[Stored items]
=-=-=-=-=

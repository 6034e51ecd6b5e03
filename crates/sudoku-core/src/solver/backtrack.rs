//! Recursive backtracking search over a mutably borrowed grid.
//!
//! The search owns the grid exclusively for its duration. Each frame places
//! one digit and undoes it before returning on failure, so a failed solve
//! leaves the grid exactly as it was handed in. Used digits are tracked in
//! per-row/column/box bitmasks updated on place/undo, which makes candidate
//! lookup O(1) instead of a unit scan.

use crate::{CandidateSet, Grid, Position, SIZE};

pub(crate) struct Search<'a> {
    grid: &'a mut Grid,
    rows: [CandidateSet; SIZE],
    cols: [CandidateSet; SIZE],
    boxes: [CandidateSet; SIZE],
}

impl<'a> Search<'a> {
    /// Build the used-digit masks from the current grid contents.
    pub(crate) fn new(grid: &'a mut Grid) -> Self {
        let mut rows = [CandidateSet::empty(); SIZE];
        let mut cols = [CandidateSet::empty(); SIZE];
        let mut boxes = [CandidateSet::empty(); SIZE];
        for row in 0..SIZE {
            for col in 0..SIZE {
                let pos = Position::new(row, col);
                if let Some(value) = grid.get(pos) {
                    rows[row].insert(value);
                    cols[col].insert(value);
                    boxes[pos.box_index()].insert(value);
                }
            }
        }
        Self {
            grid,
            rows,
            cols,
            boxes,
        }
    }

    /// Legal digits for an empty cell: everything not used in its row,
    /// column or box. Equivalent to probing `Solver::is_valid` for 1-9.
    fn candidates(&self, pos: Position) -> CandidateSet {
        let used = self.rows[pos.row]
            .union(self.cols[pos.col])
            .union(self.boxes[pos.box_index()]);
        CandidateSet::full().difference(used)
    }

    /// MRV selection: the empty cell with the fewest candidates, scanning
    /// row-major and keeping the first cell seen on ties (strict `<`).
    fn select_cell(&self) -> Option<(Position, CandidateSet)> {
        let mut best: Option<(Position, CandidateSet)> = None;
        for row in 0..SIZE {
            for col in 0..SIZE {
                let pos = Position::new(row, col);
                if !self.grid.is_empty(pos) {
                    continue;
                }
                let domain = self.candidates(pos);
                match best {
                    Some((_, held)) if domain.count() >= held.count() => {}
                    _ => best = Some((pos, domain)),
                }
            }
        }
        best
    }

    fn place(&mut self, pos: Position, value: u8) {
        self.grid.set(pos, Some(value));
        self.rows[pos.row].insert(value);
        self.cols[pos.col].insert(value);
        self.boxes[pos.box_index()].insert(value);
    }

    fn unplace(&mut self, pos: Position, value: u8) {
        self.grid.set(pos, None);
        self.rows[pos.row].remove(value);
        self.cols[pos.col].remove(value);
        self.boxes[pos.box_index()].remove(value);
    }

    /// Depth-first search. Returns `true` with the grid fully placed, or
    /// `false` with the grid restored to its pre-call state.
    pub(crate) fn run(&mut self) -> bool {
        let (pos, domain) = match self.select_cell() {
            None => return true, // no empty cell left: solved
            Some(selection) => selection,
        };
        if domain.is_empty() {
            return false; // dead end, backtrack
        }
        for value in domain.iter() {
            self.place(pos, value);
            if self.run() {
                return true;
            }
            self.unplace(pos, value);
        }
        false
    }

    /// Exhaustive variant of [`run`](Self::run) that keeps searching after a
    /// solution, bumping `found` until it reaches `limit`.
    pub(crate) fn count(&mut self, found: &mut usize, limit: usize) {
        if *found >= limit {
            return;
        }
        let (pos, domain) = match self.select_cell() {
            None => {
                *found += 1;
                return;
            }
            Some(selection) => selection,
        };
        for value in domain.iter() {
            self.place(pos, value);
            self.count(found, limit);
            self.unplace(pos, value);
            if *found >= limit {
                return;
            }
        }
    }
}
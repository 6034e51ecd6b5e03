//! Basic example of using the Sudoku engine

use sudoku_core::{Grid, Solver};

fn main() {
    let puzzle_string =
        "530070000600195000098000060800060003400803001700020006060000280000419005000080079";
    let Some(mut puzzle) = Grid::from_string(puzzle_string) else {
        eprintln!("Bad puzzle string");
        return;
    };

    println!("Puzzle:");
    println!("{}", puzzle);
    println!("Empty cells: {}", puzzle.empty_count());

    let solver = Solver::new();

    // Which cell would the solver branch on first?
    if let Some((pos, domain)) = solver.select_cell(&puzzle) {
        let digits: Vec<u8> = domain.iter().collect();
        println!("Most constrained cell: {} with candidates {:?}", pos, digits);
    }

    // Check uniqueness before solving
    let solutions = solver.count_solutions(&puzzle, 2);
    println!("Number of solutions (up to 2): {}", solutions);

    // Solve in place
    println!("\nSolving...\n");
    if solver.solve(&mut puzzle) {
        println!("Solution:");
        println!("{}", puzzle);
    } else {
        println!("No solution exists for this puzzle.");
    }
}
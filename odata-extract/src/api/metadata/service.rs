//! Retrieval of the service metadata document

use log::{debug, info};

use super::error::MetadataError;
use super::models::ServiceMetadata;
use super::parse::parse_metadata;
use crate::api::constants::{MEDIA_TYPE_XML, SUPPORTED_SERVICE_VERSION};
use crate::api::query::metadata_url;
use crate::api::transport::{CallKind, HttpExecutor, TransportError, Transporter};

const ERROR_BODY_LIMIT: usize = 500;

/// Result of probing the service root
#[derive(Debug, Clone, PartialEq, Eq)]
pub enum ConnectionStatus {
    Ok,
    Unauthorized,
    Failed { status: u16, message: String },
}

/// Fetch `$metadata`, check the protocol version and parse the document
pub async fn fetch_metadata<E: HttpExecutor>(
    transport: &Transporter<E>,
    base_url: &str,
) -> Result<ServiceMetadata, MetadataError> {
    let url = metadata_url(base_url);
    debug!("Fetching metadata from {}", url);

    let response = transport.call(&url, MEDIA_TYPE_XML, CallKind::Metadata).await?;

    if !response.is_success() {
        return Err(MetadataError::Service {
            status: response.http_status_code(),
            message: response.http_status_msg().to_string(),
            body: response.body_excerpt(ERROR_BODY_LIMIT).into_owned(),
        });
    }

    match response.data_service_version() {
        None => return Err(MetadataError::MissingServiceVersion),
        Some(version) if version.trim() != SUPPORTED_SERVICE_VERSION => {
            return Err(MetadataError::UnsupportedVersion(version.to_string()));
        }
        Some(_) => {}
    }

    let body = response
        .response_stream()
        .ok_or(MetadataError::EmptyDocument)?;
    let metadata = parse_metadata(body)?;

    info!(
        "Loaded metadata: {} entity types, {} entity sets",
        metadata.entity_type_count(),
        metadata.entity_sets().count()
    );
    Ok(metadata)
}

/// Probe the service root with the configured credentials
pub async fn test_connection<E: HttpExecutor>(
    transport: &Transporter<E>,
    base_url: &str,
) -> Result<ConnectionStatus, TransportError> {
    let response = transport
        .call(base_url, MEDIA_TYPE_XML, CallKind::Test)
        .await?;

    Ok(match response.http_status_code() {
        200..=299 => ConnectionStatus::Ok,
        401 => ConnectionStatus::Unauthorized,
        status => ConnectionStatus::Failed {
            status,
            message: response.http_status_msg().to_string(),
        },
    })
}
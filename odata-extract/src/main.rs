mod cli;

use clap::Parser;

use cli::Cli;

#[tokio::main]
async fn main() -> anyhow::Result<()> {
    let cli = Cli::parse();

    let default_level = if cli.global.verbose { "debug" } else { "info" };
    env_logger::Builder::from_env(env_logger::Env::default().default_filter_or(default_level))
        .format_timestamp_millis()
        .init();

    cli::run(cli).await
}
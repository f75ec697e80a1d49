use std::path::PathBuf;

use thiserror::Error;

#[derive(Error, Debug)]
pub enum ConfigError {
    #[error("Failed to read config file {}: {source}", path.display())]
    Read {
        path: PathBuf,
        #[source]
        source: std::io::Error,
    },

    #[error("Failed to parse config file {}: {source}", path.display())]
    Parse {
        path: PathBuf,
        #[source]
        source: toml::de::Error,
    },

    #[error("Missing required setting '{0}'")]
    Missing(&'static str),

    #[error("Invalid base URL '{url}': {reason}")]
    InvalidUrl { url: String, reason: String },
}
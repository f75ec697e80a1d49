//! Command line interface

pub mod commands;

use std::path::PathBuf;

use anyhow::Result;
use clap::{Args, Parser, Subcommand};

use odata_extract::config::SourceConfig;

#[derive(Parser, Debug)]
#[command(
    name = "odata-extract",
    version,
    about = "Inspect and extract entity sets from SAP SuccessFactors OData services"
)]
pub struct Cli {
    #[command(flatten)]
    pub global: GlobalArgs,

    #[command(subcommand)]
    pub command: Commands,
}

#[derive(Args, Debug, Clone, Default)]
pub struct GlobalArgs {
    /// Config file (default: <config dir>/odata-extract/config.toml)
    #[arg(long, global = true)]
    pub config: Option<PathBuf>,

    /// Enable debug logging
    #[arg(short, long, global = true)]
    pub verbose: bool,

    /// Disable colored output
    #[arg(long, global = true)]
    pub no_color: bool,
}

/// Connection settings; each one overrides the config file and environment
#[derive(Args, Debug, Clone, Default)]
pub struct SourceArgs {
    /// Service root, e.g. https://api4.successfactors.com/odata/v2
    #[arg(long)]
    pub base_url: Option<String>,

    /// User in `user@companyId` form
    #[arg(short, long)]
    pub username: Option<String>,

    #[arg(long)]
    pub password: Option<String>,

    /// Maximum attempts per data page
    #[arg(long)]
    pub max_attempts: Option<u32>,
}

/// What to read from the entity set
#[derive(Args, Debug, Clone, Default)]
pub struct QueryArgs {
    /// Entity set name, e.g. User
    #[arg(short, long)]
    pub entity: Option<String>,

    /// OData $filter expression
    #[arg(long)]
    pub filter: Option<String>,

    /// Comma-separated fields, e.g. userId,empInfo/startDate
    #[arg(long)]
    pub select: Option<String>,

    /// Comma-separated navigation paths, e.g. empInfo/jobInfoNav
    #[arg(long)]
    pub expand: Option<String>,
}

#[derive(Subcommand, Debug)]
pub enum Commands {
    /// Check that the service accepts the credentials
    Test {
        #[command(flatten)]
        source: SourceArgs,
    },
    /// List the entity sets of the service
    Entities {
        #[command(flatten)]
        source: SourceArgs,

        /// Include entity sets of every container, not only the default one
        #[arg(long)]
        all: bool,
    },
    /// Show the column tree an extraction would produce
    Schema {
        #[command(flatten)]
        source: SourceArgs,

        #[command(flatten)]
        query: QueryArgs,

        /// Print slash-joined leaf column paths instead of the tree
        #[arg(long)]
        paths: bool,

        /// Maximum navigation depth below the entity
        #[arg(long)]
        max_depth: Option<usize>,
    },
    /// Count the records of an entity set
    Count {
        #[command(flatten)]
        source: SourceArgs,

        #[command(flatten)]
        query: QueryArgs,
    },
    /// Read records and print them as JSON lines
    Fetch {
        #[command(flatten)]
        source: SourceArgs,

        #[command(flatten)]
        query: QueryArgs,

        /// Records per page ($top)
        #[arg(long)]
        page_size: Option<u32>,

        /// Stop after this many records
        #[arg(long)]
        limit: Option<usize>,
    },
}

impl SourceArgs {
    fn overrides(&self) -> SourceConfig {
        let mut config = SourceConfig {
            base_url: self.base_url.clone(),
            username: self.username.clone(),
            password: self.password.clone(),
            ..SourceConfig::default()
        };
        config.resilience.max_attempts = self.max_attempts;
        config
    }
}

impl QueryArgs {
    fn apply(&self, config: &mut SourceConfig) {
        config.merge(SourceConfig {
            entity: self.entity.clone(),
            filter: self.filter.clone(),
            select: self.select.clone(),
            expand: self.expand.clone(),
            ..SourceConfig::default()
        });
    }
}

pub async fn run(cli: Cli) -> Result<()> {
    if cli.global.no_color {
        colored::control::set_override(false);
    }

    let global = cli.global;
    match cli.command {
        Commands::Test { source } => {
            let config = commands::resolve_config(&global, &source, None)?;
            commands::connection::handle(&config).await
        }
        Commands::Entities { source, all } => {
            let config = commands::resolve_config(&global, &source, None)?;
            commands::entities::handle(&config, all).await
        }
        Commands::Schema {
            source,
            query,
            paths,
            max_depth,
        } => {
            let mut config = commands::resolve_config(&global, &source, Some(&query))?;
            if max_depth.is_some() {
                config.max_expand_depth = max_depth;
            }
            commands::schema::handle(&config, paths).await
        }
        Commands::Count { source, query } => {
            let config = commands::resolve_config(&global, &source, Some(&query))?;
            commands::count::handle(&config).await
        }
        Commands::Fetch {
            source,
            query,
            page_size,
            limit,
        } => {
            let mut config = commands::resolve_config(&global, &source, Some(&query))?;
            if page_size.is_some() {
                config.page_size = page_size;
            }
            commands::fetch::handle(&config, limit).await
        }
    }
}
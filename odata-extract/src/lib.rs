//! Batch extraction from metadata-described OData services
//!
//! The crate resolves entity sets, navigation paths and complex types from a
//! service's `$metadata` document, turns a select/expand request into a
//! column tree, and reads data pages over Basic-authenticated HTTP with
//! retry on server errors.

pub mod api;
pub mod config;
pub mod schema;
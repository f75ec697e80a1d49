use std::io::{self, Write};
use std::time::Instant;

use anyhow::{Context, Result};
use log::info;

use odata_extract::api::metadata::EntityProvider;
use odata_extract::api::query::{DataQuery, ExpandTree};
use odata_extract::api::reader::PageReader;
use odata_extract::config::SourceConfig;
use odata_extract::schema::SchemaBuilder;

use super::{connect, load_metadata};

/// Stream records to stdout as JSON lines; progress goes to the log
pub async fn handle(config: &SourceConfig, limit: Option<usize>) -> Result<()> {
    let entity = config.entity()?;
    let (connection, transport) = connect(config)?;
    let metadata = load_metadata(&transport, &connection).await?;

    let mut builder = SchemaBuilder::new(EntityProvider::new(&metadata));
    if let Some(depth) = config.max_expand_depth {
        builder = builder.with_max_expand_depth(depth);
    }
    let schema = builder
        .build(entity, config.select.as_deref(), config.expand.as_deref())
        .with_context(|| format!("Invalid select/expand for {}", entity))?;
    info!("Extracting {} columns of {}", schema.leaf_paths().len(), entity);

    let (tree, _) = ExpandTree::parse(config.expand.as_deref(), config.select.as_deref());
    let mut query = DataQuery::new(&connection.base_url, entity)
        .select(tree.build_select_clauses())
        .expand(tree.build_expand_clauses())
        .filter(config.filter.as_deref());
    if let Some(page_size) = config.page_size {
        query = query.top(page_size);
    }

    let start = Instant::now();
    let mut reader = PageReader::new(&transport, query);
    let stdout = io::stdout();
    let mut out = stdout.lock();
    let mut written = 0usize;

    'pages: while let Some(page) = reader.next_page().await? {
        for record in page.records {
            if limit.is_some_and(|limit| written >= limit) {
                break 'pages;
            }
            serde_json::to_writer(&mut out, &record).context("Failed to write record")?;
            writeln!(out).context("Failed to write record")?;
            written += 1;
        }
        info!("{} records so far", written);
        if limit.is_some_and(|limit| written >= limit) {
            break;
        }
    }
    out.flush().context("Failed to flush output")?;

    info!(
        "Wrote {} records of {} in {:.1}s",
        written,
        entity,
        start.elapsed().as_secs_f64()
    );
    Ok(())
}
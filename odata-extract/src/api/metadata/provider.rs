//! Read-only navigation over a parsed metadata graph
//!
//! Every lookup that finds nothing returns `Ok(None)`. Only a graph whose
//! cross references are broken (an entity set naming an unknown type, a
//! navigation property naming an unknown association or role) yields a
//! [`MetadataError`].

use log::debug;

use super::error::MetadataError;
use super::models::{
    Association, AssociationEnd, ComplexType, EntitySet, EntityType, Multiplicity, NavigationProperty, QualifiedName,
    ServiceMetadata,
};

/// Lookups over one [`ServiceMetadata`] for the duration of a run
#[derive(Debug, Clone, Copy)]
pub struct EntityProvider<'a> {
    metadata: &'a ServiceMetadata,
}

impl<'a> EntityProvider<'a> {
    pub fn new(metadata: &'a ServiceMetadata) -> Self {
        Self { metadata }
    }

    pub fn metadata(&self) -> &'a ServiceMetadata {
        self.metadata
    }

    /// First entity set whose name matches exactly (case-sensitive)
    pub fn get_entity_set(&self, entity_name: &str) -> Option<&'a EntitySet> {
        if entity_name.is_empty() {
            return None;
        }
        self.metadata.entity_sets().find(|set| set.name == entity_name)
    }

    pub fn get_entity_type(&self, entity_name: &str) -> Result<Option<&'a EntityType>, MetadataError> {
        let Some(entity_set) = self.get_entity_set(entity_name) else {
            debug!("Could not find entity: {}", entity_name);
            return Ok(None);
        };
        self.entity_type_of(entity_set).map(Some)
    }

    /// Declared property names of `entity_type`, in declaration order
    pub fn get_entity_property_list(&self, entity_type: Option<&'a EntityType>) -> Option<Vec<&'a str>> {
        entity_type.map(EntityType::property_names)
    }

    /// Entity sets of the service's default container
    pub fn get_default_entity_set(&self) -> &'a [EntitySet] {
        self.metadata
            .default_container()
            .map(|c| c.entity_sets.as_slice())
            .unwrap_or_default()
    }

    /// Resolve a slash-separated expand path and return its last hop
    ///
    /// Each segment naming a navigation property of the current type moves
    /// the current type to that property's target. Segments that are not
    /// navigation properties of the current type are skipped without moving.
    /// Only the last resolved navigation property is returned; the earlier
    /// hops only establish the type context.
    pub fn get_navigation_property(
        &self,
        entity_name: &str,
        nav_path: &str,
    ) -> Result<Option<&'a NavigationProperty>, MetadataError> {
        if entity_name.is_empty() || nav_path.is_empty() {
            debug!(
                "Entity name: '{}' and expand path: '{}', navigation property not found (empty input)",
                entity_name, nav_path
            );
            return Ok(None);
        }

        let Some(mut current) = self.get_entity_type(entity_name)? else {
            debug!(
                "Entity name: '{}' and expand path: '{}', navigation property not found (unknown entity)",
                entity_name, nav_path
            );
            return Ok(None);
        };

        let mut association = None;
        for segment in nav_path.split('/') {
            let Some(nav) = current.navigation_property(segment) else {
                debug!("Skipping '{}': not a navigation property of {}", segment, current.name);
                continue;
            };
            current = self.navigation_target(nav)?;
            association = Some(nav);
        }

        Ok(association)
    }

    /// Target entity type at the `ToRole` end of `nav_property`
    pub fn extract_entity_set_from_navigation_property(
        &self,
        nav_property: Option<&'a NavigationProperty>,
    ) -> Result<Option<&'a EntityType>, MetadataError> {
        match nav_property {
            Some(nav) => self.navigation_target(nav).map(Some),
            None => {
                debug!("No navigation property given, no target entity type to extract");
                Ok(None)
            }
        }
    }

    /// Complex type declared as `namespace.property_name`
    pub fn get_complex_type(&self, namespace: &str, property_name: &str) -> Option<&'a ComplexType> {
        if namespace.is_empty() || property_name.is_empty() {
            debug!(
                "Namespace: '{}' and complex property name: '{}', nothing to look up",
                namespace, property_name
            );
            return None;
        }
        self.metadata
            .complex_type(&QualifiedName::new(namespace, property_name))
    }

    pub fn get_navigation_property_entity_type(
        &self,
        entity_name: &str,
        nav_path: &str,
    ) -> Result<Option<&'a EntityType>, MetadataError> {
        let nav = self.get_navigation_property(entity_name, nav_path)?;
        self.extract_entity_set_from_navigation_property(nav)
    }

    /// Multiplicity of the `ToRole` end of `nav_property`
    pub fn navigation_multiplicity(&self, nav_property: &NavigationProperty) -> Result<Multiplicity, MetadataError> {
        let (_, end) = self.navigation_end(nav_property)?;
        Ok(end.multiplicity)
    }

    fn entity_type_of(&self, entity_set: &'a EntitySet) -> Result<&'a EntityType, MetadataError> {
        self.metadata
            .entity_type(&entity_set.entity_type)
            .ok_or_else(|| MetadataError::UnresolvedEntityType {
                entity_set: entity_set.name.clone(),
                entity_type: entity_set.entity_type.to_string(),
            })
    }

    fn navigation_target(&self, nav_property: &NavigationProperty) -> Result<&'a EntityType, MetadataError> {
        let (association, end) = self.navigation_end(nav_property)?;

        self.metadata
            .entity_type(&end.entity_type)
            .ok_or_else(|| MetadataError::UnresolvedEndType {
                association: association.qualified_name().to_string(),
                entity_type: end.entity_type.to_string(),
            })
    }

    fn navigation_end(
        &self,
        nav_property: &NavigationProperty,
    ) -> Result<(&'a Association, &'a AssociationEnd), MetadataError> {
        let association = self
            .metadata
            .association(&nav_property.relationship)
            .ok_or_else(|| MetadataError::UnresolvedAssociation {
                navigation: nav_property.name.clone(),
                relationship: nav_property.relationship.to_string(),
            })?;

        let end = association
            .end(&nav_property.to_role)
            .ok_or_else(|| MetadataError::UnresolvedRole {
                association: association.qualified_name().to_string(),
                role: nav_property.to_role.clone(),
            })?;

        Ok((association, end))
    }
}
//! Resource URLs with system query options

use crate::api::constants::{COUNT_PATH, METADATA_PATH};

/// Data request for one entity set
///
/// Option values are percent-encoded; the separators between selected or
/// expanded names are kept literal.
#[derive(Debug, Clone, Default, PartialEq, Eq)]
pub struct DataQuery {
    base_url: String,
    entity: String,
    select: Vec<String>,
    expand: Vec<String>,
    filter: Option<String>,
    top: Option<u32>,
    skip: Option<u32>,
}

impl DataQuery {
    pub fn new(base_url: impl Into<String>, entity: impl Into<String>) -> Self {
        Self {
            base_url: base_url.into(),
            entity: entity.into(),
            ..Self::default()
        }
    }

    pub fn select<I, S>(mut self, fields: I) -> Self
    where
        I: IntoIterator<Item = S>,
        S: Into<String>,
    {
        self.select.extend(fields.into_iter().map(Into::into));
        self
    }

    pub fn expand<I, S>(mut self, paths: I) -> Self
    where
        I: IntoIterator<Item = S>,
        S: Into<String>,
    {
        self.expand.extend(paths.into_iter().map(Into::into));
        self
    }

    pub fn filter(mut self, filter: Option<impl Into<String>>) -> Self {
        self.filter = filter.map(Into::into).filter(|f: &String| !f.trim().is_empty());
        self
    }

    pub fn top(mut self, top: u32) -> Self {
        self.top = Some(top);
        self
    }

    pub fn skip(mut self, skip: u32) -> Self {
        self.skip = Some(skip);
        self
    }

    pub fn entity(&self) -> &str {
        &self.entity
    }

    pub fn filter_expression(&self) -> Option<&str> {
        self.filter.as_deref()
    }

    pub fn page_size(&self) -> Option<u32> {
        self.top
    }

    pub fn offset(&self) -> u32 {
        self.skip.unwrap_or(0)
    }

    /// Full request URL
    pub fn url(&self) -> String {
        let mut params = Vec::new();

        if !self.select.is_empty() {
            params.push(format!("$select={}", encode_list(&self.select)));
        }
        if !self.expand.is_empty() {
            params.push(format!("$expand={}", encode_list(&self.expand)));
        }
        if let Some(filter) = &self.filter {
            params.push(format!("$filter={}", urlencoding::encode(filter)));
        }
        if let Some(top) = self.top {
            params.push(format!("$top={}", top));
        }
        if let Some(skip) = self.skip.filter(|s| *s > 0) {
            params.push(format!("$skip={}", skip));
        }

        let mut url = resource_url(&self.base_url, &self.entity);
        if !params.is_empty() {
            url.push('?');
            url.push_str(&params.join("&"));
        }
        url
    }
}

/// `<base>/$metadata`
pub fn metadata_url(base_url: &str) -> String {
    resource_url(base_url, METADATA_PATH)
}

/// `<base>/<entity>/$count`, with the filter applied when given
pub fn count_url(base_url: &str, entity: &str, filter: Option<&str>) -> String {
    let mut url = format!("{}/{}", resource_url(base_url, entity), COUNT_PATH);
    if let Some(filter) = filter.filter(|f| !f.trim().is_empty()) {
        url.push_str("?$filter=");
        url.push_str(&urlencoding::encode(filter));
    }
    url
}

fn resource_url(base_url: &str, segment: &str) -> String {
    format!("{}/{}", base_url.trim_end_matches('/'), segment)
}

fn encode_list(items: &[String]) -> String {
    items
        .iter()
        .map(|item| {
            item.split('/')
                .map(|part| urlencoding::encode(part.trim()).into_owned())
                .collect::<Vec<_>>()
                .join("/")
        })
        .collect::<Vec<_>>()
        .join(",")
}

=-=-=-=-=

# [What you need to do]
The expected output is every line of the records in which the string "collect" appears.

# [Solution below]
        let digits: Vec<u8> = domain.iter().collect();
                .collect::<Vec<_>>()
        .collect::<Vec<_>>()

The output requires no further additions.